- **ASSIGNED TASK**
Your answer should be one number, the count of lines in the records that carry the string "query".

- **DATA FOR THE TASK**
//! Archive dispatch for uploaded price data
//!
//! An upload is a zip archive or a tar archive (optionally gzip-compressed)
//! containing exactly one CSV payload of interest. The dispatcher locates the
//! first `.csv` entry (case-insensitive, directories skipped) and returns its
//! bytes; remaining entries are ignored.
//!
//! Gzip detection is transparent: a `tar` upload whose first two bytes match
//! the gzip magic number is decompressed before the tar scan, so `.tar.gz`
//! and plain `.tar` are the same caller-declared kind.

use flate2::read::GzDecoder;
use std::io::{Cursor, Read};
use thiserror::Error;
use tracing::debug;

/// Caller-declared archive container format
#[derive(Debug, Clone, Copy, PartialEq, Eq)]
pub enum ArchiveKind {
    Zip,
    Tar,
}

impl ArchiveKind {
    /// Parse the `type` query parameter. `None` defaults to zip; anything
    /// other than the two literals is a caller error.
    pub fn from_param(param: Option<&str>) -> Result<Self, UnknownArchiveKind> {
        match param.map(|s| s.trim().to_lowercase()).as_deref() {
            None | Some("") | Some("zip") => Ok(ArchiveKind::Zip),
            Some("tar") => Ok(ArchiveKind::Tar),
            Some(other) => Err(UnknownArchiveKind(other.to_string())),
        }
    }
}

/// Rejected `type` query parameter value
#[derive(Error, Debug)]
#[error("query param 'type' must be 'zip' or 'tar', got '{0}'")]
pub struct UnknownArchiveKind(pub String);

/// Errors from locating the CSV payload inside an upload
#[derive(Error, Debug)]
pub enum ArchiveError {
    #[error("archive cannot be opened: {0}")]
    Corrupt(String),

    #[error("no .csv file found in archive")]
    CsvNotFound,

    #[error("failed to read archive entry: {0}")]
    Read(#[from] std::io::Error),
}

/// Locate the single CSV payload in an uploaded archive and return its bytes.
pub fn extract_csv(data: &[u8], kind: ArchiveKind) -> Result<Vec<u8>, ArchiveError> {
    match kind {
        ArchiveKind::Zip => extract_csv_from_zip(data),
        ArchiveKind::Tar => extract_csv_from_tar(data),
    }
}

fn is_csv_name(name: &str) -> bool {
    name.to_lowercase().ends_with(".csv")
}

fn extract_csv_from_zip(data: &[u8]) -> Result<Vec<u8>, ArchiveError> {
    let cursor = Cursor::new(data);
    let mut archive =
        zip::ZipArchive::new(cursor).map_err(|e| ArchiveError::Corrupt(e.to_string()))?;

    for i in 0..archive.len() {
        let mut file = archive
            .by_index(i)
            .map_err(|e| ArchiveError::Corrupt(e.to_string()))?;

        if file.is_dir() || !is_csv_name(file.name()) {
            continue;
        }

        debug!(entry = %file.name(), "Found CSV entry in zip archive");
        let mut contents = Vec::new();
        file.read_to_end(&mut contents)?;
        return Ok(contents);
    }

    Err(ArchiveError::CsvNotFound)
}

fn extract_csv_from_tar(data: &[u8]) -> Result<Vec<u8>, ArchiveError> {
    // Gzip magic number sniff; a match means .tar.gz, anything else is
    // treated as a plain tar stream.
    let plain = if data.len() >= 2 && data[0] == 0x1f && data[1] == 0x8b {
        let mut decoder = GzDecoder::new(data);
        let mut decompressed = Vec::new();
        decoder
            .read_to_end(&mut decompressed)
            .map_err(|e| ArchiveError::Corrupt(format!("gzip: {}", e)))?;
        debug!(
            compressed = data.len(),
            decompressed = decompressed.len(),
            "Decompressed gzip tar upload"
        );
        decompressed
    } else {
        data.to_vec()
    };

    let mut archive = tar::Archive::new(Cursor::new(plain));
    let entries = archive
        .entries()
        .map_err(|e| ArchiveError::Corrupt(e.to_string()))?;

    for entry_result in entries {
        let mut entry = entry_result.map_err(|e| ArchiveError::Corrupt(e.to_string()))?;

        if entry.header().entry_type().is_dir() {
            continue;
        }

        let path = entry
            .path()
            .map_err(|e| ArchiveError::Corrupt(e.to_string()))?
            .to_string_lossy()
            .to_string();

        if !is_csv_name(&path) {
            continue;
        }

        debug!(entry = %path, "Found CSV entry in tar archive");
        let mut contents = Vec::new();
        entry.read_to_end(&mut contents)?;
        return Ok(contents);
    }

    Err(ArchiveError::CsvNotFound)
}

- **OUTPUT FOR THIS EXERCISE**
3